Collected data
--- START ---

use serde::{Deserialize, Deserializer, Serialize};
use time::OffsetDateTime;
use uuid::Uuid;

use crate::recipes::repo::RecipeWithOwner;

/// Body for creating a recipe. List order is meaningful and round-trips
/// exactly.
#[derive(Debug, Deserialize)]
#[serde(rename_all = "camelCase")]
pub struct CreateRecipe {
    pub title: String,
    #[serde(default)]
    pub description: Option<String>,
    #[serde(default)]
    pub ingredients: Vec<String>,
    #[serde(default)]
    pub instructions: Vec<String>,
    #[serde(default)]
    pub cooking_time: Option<i32>,
    #[serde(default)]
    pub servings: Option<i32>,
    #[serde(default)]
    pub image_url: Option<String>,
}

/// Partial update. Absent fields stay unchanged. For text fields an empty
/// string clears the value; for numerics an explicit `null` clears, which is
/// why they are double-optional.
#[derive(Debug, Default, Deserialize)]
#[serde(rename_all = "camelCase")]
pub struct UpdateRecipe {
    #[serde(default)]
    pub title: Option<String>,
    #[serde(default)]
    pub description: Option<String>,
    #[serde(default)]
    pub ingredients: Option<Vec<String>>,
    #[serde(default)]
    pub instructions: Option<Vec<String>>,
    #[serde(default, deserialize_with = "double_option")]
    pub cooking_time: Option<Option<i32>>,
    #[serde(default, deserialize_with = "double_option")]
    pub servings: Option<Option<i32>>,
    #[serde(default)]
    pub image_url: Option<String>,
}

/// Distinguishes a field that was sent as `null` (`Some(None)`) from one that
/// was not sent at all (`None`, via the `default`).
fn double_option<'de, T, D>(de: D) -> Result<Option<Option<T>>, D::Error>
where
    T: Deserialize<'de>,
    D: Deserializer<'de>,
{
    Deserialize::deserialize(de).map(Some)
}

/// Externally visible recipe shape, owner username included.
#[derive(Debug, Serialize)]
#[serde(rename_all = "camelCase")]
pub struct RecipeView {
    pub id: Uuid,
    pub title: String,
    pub description: Option<String>,
    pub ingredients: Vec<String>,
    pub instructions: Vec<String>,
    pub cooking_time: Option<i32>,
    pub servings: Option<i32>,
    pub image_url: Option<String>,
    pub owner_id: Uuid,
    pub owner_username: String,
    #[serde(with = "time::serde::rfc3339")]
    pub created_at: OffsetDateTime,
    #[serde(with = "time::serde::rfc3339")]
    pub updated_at: OffsetDateTime,
}

impl From<RecipeWithOwner> for RecipeView {
    fn from(r: RecipeWithOwner) -> Self {
        Self {
            id: r.recipe.id,
            title: r.recipe.title,
            description: r.recipe.description,
            ingredients: r.recipe.ingredients,
            instructions: r.recipe.instructions,
            cooking_time: r.recipe.cooking_time,
            servings: r.recipe.servings,
            image_url: r.recipe.image_url,
            owner_id: r.recipe.owner_id,
            owner_username: r.owner_username,
            created_at: r.recipe.created_at,
            updated_at: r.recipe.updated_at,
        }
    }
}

--- END ---

Every entry above should be duplicated exactly.

RESULT OF THIS TASK:
use serde::{Deserialize, Deserializer, Serialize};
use time::OffsetDateTime;
use uuid::Uuid;

use crate::recipes::repo::RecipeWithOwner;

/// Body for creating a recipe. List order is meaningful and round-trips
/// exactly.
#[derive(Debug, Deserialize)]
#[serde(rename_all = "camelCase")]
pub struct CreateRecipe {
    pub title: String,
    #[serde(default)]
    pub description: Option<String>,
    #[serde(default)]
    pub ingredients: Vec<String>,
    #[serde(default)]
    pub instructions: Vec<String>,
    #[serde(default)]
    pub cooking_time: Option<i32>,
    #[serde(default)]
    pub servings: Option<i32>,
    #[serde(default)]
    pub image_url: Option<String>,
}

/// Partial update. Absent fields stay unchanged. For text fields an empty
/// string clears the value; for numerics an explicit `null` clears, which is
/// why they are double-optional.
#[derive(Debug, Default, Deserialize)]
#[serde(rename_all = "camelCase")]
pub struct UpdateRecipe {
    #[serde(default)]
    pub title: Option<String>,
    #[serde(default)]
    pub description: Option<String>,
    #[serde(default)]
    pub ingredients: Option<Vec<String>>,
    #[serde(default)]
    pub instructions: Option<Vec<String>>,
    #[serde(default, deserialize_with = "double_option")]
    pub cooking_time: Option<Option<i32>>,
    #[serde(default, deserialize_with = "double_option")]
    pub servings: Option<Option<i32>>,
    #[serde(default)]
    pub image_url: Option<String>,
}

/// Distinguishes a field that was sent as `null` (`Some(None)`) from one that
/// was not sent at all (`None`, via the `default`).
fn double_option<'de, T, D>(de: D) -> Result<Option<Option<T>>, D::Error>
where
    T: Deserialize<'de>,
    D: Deserializer<'de>,
{
    Deserialize::deserialize(de).map(Some)
}

/// Externally visible recipe shape, owner username included.
#[derive(Debug, Serialize)]
#[serde(rename_all = "camelCase")]
pub struct RecipeView {
    pub id: Uuid,
    pub title: String,
    pub description: Option<String>,
    pub ingredients: Vec<String>,
    pub instructions: Vec<String>,
    pub cooking_time: Option<i32>,
    pub servings: Option<i32>,
    pub image_url: Option<String>,
    pub owner_id: Uuid,
    pub owner_username: String,
    #[serde(with = "time::serde::rfc3339")]
    pub created_at: OffsetDateTime,
    #[serde(with = "time::serde::rfc3339")]
    pub updated_at: OffsetDateTime,
}

impl From<RecipeWithOwner> for RecipeView {
    fn from(r: RecipeWithOwner) -> Self {
        Self {
            id: r.recipe.id,
            title: r.recipe.title,
            description: r.recipe.description,
            ingredients: r.recipe.ingredients,
            instructions: r.recipe.instructions,
            cooking_time: r.recipe.cooking_time,
            servings: r.recipe.servings,
            image_url: r.recipe.image_url,
            owner_id: r.recipe.owner_id,
            owner_username: r.owner_username,
            created_at: r.recipe.created_at,
            updated_at: r.recipe.updated_at,
        }
    }
}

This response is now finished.